----- Extracted data

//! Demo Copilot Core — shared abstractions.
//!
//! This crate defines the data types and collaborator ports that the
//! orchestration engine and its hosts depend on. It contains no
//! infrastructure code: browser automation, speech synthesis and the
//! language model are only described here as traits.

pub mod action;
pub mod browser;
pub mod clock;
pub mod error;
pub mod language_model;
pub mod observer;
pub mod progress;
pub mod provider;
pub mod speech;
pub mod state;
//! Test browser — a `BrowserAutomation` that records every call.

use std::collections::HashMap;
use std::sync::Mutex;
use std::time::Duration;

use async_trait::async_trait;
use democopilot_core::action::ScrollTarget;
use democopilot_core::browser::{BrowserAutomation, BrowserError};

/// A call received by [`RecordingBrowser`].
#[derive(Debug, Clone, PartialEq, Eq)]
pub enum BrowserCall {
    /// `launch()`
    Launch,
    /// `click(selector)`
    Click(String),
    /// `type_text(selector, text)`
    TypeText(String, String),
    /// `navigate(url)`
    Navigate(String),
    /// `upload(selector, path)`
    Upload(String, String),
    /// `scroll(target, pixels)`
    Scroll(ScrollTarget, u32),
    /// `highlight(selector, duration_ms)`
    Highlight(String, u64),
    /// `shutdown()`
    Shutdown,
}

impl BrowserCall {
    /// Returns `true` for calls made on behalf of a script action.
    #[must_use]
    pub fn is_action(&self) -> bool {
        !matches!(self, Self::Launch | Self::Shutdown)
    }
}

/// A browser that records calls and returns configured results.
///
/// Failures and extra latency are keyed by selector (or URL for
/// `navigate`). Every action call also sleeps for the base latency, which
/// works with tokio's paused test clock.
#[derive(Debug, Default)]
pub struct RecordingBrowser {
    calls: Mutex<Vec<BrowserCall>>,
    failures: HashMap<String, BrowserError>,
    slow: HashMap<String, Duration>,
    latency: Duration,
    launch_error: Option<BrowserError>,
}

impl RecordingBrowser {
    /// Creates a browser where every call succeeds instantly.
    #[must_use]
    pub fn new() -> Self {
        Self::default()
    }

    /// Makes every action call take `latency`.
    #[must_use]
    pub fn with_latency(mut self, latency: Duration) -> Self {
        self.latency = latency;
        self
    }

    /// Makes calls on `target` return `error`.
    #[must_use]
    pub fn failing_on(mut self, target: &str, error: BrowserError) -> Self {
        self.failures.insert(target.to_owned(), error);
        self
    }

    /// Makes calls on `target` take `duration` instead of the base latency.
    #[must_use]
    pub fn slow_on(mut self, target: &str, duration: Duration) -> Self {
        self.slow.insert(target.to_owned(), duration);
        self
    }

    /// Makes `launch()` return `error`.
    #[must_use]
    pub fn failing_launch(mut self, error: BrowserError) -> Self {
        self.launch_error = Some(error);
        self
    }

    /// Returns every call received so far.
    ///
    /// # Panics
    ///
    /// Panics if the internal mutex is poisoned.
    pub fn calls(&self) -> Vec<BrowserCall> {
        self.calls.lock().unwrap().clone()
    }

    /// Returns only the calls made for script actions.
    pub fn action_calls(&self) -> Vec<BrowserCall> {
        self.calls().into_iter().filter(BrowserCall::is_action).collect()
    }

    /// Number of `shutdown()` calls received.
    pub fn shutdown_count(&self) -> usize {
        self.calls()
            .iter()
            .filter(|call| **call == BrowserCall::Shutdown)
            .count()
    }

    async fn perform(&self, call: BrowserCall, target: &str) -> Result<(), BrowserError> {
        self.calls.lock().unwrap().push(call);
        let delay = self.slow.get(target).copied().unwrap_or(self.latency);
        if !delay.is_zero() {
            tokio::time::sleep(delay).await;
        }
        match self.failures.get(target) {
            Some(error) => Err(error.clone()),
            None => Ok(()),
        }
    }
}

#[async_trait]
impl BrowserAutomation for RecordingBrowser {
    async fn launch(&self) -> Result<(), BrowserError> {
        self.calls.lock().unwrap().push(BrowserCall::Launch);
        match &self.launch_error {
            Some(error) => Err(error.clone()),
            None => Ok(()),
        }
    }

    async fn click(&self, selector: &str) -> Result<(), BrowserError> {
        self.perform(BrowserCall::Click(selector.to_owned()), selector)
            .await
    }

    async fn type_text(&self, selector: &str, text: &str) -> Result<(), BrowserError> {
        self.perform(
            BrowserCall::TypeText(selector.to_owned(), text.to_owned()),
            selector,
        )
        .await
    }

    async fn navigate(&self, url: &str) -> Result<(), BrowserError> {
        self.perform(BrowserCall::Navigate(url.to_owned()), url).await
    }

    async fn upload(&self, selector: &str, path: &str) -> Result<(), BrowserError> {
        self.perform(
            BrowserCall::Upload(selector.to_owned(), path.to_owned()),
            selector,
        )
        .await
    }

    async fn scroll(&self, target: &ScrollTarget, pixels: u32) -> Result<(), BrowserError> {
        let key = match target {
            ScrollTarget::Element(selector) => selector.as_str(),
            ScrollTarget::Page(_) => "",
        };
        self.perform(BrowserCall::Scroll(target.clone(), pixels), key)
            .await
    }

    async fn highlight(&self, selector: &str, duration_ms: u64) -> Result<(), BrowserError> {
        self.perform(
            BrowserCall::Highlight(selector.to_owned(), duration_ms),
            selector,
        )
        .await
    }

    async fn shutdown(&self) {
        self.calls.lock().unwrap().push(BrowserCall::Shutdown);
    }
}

----------
----- Extracted data

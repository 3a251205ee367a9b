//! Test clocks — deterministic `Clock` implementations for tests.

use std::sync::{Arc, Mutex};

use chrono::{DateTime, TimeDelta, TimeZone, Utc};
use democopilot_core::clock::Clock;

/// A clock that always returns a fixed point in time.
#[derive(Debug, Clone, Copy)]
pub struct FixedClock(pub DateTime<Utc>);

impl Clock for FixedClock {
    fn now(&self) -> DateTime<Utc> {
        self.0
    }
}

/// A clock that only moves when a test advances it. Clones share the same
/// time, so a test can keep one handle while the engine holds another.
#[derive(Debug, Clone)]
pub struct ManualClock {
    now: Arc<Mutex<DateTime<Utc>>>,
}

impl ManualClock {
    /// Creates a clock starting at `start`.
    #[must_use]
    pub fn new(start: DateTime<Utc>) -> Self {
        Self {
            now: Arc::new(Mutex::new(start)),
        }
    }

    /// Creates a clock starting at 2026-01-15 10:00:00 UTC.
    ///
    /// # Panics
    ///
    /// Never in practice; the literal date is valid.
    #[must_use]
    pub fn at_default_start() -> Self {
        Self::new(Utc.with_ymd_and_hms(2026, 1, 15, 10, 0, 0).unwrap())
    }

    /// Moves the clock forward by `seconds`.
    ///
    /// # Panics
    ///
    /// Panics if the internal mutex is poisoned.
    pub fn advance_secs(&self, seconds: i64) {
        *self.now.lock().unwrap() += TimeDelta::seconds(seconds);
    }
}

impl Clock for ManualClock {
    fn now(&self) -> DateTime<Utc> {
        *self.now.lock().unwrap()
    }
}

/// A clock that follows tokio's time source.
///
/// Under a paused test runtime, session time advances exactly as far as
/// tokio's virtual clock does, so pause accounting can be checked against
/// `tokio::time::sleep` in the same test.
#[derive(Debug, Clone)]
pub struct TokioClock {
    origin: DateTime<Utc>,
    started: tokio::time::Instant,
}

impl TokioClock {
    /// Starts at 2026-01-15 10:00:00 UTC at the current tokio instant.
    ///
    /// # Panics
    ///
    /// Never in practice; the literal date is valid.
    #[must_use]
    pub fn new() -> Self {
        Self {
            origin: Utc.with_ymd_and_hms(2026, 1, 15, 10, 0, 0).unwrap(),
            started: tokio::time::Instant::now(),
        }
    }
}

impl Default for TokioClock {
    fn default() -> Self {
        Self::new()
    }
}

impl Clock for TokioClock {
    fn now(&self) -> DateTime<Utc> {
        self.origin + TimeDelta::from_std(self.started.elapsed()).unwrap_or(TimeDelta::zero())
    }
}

----------
----- Extracted data

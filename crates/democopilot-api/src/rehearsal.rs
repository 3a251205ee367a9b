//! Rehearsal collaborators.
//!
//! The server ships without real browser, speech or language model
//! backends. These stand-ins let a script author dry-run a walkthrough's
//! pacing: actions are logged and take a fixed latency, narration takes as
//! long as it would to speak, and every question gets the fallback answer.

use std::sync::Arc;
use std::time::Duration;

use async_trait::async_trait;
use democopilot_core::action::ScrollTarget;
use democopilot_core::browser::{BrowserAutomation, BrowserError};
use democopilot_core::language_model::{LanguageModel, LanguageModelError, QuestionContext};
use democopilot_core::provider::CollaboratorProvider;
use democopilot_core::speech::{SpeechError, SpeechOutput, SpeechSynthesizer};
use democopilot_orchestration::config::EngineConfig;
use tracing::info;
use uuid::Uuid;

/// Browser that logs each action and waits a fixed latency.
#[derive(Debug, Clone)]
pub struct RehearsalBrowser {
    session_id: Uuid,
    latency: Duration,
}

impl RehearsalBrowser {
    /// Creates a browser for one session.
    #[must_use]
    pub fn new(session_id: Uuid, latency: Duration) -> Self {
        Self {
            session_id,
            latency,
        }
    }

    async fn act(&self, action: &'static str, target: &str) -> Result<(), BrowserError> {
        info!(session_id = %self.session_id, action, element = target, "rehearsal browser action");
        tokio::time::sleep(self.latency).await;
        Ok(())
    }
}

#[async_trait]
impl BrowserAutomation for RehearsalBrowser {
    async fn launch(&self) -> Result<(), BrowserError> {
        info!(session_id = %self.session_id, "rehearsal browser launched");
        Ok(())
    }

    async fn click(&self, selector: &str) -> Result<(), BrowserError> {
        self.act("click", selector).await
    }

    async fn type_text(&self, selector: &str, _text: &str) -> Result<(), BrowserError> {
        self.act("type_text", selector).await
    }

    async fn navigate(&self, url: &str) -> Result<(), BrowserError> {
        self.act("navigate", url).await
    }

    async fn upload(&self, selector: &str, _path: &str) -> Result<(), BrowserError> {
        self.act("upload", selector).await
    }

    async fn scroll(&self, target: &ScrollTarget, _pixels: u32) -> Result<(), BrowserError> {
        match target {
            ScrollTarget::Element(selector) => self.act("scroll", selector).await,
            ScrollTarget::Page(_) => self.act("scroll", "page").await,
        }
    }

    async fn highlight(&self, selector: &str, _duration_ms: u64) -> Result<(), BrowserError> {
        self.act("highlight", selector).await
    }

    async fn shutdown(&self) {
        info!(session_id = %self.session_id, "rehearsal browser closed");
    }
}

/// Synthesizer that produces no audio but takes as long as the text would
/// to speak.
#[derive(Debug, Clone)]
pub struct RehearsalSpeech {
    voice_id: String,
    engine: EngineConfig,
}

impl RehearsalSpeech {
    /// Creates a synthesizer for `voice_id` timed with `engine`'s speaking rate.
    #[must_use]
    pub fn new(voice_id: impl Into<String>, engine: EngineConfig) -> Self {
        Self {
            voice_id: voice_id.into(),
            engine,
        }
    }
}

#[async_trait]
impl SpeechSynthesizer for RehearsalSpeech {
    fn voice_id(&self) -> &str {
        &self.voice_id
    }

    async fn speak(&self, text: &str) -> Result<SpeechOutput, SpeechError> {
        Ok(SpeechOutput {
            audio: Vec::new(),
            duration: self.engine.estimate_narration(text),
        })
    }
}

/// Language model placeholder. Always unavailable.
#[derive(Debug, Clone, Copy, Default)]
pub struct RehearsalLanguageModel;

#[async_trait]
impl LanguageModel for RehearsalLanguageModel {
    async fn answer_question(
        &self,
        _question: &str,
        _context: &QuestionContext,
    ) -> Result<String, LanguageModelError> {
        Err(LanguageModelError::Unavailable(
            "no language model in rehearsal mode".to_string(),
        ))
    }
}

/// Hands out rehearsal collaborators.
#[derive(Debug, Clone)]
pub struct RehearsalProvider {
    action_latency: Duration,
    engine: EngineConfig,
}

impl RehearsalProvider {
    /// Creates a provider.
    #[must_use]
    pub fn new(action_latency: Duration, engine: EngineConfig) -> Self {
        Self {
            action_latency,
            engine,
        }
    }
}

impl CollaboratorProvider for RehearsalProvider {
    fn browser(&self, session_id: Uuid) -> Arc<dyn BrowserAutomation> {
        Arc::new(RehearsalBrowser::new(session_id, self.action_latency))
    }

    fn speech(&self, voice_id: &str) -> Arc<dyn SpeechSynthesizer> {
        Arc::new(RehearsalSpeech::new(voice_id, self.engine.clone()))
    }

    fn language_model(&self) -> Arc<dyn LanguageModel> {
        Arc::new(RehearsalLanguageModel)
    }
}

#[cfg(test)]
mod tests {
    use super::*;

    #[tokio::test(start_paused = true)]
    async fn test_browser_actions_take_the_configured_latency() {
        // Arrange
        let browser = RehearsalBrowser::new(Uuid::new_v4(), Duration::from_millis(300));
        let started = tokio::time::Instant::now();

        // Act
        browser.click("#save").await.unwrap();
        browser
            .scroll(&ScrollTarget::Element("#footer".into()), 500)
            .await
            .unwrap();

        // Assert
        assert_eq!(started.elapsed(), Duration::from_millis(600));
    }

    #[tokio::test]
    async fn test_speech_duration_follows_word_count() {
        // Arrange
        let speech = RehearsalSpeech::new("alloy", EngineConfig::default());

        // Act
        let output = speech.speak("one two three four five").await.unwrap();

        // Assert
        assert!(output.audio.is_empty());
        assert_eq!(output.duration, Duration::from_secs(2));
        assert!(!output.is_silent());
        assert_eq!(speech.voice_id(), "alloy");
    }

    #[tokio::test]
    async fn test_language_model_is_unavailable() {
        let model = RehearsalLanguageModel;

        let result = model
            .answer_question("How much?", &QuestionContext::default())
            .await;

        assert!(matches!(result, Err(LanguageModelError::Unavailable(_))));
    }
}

----------

## Task description
Work through the data and count each line holding the string "HashMap". Give only that count.

## Response to the task
3